(What is being asked)
Please take the records that follow and repeat exactly the lines starting with the line with "if let Some(token) = page_token" and going on through the line with "tracing::debug!(job_id = %job.job_id, rows".

[Start of Attachment]

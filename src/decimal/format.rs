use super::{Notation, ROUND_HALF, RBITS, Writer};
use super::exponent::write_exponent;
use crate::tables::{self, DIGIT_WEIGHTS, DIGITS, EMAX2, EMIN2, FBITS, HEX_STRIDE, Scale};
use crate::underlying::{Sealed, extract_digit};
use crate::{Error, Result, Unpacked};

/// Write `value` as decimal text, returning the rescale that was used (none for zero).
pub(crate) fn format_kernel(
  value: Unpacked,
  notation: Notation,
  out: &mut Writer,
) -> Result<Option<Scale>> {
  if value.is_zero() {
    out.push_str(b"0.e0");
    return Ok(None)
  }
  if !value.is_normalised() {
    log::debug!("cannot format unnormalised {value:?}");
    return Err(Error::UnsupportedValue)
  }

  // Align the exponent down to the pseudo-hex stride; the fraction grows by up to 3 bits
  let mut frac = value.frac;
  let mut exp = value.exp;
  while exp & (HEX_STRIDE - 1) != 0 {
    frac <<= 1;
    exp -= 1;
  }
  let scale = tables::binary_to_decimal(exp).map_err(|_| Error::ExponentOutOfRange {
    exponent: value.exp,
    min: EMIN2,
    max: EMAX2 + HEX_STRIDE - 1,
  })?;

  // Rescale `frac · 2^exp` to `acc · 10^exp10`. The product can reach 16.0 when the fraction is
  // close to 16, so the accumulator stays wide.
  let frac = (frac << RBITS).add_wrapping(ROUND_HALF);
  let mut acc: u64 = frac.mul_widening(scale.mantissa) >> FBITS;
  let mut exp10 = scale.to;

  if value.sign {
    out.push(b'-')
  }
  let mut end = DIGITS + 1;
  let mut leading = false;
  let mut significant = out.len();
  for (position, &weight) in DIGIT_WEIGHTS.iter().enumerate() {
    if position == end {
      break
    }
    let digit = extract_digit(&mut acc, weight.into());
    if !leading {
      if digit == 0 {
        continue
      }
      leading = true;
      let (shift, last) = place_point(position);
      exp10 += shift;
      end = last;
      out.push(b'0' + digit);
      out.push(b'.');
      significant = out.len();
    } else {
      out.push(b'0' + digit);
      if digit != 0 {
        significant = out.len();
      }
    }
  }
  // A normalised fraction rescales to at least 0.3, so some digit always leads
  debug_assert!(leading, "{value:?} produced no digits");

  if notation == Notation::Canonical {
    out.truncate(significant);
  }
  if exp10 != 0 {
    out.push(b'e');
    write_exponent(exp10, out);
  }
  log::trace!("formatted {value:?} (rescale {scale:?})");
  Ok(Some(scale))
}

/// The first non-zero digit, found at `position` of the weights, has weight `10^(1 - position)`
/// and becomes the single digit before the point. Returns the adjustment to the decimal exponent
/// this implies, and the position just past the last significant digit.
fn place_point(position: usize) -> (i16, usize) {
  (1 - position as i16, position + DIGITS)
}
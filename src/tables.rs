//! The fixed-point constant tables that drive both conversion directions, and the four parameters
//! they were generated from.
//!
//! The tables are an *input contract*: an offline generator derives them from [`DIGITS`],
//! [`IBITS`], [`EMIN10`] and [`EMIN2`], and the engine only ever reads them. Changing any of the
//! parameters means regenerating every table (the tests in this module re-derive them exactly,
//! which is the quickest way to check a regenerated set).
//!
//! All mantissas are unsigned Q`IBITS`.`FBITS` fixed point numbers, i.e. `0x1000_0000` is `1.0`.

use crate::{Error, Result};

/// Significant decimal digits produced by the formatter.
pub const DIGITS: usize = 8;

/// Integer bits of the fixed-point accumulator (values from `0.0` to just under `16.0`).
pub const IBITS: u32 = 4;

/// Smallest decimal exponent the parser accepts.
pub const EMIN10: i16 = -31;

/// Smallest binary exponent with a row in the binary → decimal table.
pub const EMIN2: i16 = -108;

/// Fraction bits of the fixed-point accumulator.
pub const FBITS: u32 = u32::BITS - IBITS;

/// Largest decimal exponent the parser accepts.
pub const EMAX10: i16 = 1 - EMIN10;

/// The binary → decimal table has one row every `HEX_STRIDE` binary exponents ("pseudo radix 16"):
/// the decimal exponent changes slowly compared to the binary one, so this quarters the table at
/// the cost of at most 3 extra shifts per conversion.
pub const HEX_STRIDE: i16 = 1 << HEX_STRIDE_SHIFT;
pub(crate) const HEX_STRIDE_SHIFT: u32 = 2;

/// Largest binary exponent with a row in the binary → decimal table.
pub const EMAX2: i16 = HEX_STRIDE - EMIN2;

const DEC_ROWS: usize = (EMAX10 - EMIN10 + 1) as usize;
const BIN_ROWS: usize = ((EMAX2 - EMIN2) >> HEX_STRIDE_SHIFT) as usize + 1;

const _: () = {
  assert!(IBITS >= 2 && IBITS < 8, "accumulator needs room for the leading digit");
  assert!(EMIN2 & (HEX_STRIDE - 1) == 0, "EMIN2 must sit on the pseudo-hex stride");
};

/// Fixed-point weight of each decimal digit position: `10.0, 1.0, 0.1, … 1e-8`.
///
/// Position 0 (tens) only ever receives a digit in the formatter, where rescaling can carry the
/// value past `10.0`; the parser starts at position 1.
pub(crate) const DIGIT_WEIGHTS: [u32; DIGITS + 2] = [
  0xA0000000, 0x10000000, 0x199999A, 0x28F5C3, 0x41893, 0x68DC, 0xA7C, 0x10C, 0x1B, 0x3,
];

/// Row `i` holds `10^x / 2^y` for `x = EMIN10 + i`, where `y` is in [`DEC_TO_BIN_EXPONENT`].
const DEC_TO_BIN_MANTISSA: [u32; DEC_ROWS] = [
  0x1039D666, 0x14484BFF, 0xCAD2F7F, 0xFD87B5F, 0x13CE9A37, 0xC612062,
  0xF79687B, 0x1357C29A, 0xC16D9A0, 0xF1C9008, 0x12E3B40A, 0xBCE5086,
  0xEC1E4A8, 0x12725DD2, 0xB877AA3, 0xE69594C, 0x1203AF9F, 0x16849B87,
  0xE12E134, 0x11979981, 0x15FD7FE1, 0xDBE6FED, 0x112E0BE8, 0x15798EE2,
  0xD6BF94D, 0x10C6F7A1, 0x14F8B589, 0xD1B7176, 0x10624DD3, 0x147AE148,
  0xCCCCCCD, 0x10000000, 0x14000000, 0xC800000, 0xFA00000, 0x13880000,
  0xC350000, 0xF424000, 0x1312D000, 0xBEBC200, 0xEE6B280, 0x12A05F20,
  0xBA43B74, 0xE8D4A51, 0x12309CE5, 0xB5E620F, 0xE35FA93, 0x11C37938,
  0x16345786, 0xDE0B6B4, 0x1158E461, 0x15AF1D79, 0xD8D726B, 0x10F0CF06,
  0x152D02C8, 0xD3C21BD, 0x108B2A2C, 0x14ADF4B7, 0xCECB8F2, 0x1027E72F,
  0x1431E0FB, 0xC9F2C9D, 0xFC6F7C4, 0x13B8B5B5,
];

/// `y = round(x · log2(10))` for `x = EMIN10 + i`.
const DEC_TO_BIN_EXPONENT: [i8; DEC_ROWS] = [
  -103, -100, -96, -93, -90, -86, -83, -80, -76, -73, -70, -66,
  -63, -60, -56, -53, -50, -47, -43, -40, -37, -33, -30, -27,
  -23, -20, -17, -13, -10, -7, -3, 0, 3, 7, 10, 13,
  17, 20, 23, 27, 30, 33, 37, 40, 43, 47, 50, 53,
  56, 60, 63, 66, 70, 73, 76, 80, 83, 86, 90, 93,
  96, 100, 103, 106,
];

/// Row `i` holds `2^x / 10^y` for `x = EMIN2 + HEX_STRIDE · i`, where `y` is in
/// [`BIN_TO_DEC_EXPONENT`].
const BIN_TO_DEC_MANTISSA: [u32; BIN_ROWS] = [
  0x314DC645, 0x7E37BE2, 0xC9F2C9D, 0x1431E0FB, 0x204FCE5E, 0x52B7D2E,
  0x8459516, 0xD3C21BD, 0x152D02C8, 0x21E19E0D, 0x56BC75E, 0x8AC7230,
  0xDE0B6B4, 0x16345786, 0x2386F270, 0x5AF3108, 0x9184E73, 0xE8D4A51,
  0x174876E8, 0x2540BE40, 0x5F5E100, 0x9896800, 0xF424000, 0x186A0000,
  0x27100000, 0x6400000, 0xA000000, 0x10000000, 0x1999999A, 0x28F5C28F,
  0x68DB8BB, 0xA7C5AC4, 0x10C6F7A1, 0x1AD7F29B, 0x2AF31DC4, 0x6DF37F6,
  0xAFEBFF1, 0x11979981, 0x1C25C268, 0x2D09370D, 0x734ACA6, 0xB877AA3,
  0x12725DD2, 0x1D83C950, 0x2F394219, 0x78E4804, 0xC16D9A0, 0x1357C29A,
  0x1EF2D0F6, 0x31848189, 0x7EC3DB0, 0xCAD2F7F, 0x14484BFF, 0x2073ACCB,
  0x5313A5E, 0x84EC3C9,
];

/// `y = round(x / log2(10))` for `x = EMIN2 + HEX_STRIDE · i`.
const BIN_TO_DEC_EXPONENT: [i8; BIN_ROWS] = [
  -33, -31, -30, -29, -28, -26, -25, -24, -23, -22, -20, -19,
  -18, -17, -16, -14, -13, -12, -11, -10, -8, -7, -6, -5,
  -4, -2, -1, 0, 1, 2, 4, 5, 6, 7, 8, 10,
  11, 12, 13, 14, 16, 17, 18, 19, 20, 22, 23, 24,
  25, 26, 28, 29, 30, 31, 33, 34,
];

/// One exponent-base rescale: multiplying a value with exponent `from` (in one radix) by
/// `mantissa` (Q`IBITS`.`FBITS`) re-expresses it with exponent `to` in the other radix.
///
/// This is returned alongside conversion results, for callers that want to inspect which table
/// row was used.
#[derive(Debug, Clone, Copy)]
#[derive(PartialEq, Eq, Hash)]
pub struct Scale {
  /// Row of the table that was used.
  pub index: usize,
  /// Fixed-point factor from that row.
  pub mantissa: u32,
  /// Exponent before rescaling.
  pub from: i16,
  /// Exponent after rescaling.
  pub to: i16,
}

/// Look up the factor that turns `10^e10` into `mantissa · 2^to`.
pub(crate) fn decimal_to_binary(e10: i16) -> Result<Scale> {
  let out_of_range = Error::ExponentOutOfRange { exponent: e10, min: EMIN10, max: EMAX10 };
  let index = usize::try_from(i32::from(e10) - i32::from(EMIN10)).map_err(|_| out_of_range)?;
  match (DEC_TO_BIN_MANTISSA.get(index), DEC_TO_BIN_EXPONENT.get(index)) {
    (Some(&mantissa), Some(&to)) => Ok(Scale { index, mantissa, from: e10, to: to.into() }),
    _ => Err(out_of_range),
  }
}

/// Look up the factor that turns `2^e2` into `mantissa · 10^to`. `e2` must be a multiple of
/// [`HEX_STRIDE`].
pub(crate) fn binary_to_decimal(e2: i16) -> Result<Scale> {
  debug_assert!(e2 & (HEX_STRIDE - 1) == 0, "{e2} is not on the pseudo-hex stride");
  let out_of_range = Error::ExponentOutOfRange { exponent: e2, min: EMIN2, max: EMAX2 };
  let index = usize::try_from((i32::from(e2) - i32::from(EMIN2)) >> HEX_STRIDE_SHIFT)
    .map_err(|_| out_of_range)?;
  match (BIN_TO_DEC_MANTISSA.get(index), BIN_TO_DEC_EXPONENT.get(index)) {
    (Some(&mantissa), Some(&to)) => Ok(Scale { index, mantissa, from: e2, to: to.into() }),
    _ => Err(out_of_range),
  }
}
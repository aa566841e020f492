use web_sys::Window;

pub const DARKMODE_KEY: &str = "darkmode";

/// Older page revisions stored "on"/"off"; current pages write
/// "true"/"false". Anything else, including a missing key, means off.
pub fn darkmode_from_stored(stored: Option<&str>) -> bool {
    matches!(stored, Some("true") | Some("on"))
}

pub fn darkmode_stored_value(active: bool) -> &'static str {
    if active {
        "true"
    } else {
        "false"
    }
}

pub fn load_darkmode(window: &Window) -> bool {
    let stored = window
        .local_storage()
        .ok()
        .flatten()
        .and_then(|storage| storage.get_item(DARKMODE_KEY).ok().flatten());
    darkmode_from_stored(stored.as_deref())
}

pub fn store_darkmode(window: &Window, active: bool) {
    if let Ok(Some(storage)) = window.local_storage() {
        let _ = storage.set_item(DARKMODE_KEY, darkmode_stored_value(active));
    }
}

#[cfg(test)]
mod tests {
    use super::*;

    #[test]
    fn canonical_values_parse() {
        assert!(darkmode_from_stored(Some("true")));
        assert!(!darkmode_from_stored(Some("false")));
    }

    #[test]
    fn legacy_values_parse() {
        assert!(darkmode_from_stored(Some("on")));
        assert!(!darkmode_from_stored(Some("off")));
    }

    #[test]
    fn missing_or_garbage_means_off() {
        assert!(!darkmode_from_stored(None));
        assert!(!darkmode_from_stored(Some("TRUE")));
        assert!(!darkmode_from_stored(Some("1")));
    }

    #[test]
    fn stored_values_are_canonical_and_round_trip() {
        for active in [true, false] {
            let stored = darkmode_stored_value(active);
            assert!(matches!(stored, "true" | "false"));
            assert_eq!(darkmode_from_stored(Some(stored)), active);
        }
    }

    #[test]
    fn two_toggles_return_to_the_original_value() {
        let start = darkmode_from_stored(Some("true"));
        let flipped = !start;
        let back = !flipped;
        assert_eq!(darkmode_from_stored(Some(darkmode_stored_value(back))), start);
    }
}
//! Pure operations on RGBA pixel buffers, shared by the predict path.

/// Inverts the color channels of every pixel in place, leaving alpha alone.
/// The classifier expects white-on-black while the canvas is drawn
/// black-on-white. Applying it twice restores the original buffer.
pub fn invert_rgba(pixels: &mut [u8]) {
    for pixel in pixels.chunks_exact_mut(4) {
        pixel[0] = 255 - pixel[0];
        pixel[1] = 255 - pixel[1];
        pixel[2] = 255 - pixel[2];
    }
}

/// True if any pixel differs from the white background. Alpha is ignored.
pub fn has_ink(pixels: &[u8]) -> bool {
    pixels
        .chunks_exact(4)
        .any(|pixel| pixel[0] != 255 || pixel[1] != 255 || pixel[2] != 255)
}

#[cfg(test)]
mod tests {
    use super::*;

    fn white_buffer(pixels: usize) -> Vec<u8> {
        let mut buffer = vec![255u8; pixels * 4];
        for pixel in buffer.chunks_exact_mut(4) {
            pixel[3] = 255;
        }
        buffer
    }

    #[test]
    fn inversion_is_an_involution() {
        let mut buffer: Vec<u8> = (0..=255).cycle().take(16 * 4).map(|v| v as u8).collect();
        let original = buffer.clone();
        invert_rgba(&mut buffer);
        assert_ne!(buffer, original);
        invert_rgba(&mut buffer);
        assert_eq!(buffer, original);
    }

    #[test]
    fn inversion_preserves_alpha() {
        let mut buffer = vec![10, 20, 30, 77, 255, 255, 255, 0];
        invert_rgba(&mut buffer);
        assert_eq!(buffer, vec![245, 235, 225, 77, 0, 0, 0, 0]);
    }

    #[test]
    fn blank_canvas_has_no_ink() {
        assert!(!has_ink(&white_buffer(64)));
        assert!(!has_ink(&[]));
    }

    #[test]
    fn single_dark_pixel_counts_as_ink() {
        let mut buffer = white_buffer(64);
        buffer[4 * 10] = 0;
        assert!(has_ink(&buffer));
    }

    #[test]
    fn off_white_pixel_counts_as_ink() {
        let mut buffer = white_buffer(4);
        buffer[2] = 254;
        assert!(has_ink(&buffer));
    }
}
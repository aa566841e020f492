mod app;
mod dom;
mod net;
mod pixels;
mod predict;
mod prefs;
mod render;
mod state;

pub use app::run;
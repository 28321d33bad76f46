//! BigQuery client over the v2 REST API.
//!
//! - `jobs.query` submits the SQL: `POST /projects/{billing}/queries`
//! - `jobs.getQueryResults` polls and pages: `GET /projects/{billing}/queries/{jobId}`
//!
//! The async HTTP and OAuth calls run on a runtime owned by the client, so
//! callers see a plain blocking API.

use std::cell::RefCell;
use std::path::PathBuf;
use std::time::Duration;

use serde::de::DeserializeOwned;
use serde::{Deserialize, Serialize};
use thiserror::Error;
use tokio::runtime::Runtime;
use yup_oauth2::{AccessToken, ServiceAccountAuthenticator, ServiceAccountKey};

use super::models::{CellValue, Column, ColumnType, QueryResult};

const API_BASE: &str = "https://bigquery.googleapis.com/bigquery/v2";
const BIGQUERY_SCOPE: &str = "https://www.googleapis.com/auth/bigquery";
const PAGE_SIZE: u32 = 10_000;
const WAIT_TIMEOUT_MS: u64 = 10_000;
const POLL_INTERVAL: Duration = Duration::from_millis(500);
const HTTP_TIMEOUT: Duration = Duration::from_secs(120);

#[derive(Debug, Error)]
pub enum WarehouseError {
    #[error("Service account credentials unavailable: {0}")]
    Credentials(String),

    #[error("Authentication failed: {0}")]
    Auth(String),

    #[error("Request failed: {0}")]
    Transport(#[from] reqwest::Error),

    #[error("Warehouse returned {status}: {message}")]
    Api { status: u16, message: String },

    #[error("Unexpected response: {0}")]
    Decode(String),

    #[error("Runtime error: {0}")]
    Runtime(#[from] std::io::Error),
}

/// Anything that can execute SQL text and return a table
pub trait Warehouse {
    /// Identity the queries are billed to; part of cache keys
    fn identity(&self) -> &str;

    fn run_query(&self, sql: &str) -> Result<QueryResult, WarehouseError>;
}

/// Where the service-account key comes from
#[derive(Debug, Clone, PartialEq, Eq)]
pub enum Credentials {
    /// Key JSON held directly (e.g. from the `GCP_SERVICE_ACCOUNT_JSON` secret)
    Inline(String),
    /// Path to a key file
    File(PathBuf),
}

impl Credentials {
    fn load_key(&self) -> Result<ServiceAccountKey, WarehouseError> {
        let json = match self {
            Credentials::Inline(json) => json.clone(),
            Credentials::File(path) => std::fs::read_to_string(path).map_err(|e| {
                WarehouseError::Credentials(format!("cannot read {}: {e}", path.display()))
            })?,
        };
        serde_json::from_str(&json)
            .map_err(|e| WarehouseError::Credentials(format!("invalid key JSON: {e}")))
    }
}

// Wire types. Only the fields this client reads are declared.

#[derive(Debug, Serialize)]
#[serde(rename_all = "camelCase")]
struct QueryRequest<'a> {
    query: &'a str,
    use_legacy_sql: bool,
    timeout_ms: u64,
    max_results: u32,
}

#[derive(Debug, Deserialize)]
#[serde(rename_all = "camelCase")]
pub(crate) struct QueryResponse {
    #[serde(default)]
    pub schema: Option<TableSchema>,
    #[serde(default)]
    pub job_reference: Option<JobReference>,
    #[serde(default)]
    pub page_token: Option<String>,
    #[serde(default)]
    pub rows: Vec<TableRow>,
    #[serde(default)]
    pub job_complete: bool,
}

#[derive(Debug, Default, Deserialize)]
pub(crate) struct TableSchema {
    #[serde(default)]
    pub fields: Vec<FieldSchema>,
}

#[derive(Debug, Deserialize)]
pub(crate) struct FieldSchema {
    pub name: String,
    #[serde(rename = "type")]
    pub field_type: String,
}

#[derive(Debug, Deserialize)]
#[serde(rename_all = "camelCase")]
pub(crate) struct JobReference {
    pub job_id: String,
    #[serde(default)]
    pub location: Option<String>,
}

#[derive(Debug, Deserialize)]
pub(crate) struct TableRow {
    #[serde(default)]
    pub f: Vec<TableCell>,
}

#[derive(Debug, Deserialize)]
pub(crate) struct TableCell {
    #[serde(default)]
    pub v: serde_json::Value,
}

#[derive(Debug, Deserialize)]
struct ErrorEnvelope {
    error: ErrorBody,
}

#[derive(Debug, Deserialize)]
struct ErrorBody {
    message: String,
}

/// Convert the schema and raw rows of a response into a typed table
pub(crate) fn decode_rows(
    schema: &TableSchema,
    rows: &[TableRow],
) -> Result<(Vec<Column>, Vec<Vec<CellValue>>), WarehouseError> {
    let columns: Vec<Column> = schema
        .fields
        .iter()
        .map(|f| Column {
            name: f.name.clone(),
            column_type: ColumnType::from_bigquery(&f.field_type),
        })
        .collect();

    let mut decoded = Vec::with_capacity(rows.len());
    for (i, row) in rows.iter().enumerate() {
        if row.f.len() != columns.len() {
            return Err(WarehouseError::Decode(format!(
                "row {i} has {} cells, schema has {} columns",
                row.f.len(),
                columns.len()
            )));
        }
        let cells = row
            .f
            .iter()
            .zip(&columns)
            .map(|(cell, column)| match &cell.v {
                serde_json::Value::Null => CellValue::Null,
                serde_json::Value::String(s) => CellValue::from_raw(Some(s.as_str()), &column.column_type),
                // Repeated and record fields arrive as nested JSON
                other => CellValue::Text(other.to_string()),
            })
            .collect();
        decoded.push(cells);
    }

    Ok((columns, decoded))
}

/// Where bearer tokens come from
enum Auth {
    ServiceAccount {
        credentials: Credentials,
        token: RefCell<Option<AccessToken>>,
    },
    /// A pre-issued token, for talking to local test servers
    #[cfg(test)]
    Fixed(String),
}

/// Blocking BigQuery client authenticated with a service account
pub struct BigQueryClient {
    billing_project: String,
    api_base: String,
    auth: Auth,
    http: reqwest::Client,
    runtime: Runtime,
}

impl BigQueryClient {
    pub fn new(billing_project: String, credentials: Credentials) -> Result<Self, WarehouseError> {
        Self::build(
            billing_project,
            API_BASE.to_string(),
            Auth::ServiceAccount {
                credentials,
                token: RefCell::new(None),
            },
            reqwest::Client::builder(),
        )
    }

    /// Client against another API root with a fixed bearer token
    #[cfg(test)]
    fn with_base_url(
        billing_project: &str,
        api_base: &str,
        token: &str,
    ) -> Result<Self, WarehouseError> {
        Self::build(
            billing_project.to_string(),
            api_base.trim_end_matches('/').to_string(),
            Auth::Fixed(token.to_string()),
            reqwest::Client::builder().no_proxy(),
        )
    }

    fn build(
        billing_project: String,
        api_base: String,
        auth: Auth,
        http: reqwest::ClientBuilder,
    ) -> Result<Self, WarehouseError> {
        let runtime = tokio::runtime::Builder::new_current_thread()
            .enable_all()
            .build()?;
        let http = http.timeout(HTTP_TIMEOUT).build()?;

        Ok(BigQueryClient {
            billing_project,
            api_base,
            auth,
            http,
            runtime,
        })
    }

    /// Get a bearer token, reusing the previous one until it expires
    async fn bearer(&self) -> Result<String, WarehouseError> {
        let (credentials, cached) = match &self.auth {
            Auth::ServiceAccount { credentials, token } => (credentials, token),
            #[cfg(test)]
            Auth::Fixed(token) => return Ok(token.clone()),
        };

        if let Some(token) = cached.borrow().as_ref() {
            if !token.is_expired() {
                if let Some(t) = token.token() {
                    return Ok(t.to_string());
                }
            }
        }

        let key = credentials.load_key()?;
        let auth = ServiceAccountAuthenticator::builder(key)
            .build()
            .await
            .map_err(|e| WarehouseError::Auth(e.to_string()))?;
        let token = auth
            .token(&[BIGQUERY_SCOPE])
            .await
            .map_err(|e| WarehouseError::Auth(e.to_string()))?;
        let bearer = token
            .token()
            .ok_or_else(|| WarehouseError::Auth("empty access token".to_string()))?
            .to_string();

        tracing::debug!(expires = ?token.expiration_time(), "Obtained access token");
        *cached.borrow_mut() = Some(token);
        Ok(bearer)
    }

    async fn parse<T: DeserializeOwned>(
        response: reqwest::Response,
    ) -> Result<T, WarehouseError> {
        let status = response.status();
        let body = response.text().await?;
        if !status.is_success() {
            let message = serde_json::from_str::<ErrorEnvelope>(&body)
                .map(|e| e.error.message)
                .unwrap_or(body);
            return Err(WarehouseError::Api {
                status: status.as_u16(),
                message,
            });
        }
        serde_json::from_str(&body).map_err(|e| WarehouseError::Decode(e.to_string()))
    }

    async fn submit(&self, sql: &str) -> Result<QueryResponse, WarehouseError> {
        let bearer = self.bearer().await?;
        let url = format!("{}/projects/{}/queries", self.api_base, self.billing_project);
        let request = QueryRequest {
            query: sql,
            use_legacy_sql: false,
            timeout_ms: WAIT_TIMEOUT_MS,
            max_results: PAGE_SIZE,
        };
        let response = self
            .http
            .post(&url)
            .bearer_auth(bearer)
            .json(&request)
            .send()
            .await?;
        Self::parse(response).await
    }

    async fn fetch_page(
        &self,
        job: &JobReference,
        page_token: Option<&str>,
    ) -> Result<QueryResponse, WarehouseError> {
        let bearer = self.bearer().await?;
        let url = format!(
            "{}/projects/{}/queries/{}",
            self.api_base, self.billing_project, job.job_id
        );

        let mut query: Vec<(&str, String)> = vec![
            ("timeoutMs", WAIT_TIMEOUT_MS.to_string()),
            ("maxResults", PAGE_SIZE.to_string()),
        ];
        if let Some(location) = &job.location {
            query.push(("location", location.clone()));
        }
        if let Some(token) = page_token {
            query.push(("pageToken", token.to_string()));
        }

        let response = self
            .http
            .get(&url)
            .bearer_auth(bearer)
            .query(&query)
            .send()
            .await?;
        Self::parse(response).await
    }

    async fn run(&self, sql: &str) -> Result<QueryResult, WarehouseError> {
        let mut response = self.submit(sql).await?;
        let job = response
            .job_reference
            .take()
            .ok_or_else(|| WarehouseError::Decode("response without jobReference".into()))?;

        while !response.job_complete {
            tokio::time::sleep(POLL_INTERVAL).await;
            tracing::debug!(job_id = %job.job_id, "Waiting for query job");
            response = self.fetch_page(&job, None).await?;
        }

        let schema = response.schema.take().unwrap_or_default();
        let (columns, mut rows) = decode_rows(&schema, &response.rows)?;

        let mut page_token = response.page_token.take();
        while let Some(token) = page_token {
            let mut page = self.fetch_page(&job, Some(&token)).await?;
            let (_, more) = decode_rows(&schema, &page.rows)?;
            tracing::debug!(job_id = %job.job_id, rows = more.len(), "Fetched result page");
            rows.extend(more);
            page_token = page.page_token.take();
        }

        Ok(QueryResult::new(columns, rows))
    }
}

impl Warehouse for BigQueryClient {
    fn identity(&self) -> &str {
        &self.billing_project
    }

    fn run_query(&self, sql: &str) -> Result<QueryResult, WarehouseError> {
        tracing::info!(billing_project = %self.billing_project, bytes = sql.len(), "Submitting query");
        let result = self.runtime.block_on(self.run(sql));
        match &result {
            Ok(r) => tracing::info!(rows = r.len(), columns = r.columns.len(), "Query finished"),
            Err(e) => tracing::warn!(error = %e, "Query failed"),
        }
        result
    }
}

[End of Attachment]

(Exercise result)
        if let Some(token) = page_token {
            query.push(("pageToken", token.to_string()));
        }

        let response = self
            .http
            .get(&url)
            .bearer_auth(bearer)
            .query(&query)
            .send()
            .await?;
        Self::parse(response).await
    }

    async fn run(&self, sql: &str) -> Result<QueryResult, WarehouseError> {
        let mut response = self.submit(sql).await?;
        let job = response
            .job_reference
            .take()
            .ok_or_else(|| WarehouseError::Decode("response without jobReference".into()))?;

        while !response.job_complete {
            tokio::time::sleep(POLL_INTERVAL).await;
            tracing::debug!(job_id = %job.job_id, "Waiting for query job");
            response = self.fetch_page(&job, None).await?;
        }

        let schema = response.schema.take().unwrap_or_default();
        let (columns, mut rows) = decode_rows(&schema, &response.rows)?;

        let mut page_token = response.page_token.take();
        while let Some(token) = page_token {
            let mut page = self.fetch_page(&job, Some(&token)).await?;
            let (_, more) = decode_rows(&schema, &page.rows)?;
            tracing::debug!(job_id = %job.job_id, rows = more.len(), "Fetched result page");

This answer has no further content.